** Opening Extracted records block **

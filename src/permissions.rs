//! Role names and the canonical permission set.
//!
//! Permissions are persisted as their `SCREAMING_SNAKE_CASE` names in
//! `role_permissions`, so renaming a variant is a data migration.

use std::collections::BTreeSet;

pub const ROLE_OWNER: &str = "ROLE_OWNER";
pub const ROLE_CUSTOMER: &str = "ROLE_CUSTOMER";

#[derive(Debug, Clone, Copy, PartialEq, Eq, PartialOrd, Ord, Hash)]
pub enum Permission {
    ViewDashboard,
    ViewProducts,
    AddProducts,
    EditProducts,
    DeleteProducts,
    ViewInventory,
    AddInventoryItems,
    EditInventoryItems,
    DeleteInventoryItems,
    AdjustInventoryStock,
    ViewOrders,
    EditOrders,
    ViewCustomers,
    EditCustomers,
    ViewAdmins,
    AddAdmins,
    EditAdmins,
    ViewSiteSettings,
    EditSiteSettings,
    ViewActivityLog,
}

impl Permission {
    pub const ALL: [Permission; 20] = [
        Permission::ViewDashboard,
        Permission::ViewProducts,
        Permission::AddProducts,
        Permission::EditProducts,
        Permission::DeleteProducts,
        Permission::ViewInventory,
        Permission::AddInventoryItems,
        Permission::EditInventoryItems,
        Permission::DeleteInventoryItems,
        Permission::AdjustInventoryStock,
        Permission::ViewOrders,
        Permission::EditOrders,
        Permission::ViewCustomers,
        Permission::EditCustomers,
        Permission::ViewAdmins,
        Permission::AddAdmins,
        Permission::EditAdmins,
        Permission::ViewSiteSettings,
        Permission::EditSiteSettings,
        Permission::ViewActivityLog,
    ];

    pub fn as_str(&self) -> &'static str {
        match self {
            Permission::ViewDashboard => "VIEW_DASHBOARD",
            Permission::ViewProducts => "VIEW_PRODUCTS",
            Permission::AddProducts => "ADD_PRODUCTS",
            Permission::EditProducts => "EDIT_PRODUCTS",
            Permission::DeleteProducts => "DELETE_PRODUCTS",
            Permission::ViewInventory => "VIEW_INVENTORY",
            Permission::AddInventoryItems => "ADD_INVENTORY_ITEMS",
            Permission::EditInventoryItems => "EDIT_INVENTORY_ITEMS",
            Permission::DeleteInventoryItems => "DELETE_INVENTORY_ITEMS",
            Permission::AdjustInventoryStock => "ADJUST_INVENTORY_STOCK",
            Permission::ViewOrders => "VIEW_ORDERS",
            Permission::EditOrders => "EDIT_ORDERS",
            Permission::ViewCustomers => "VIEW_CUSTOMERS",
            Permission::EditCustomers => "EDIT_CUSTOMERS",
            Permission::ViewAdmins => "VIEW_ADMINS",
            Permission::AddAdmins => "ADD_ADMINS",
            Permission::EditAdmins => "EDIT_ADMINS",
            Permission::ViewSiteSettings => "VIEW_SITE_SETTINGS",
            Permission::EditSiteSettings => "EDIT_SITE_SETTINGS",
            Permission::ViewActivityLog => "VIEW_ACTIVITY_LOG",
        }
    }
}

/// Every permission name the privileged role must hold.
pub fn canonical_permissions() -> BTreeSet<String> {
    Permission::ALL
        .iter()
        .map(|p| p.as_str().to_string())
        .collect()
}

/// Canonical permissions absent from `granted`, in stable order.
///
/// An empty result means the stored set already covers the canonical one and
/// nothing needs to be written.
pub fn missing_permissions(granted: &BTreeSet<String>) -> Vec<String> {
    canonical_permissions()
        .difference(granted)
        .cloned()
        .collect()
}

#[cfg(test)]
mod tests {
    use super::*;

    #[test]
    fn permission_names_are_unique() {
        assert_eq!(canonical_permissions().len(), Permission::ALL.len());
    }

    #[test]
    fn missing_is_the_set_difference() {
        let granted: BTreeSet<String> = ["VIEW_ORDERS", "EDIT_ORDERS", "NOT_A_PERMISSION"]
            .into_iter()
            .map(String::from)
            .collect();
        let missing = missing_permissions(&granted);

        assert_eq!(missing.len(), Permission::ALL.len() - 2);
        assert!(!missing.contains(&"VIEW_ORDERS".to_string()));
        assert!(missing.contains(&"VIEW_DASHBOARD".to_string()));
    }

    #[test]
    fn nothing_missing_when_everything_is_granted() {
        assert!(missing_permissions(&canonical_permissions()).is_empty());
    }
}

** Closing Extracted records block **
** Opening Extracted records block **

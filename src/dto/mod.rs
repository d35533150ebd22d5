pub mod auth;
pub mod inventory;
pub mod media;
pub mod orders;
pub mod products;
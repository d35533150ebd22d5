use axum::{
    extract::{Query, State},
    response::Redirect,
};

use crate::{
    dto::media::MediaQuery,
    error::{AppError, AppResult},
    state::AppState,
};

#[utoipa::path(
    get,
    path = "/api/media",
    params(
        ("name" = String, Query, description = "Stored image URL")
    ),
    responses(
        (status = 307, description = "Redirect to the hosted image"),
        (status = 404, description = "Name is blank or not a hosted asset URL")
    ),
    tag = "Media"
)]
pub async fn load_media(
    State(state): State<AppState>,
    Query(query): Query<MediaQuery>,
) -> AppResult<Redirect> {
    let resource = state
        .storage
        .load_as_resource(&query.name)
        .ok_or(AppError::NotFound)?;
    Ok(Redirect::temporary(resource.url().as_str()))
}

** Closing Extracted records block **

Work to complete: I would like you to report every line in the listing above that contains "ViewActivityLog".

Answer for the task:
    ViewActivityLog,
        Permission::ViewActivityLog,
            Permission::ViewActivityLog => "VIEW_ACTIVITY_LOG",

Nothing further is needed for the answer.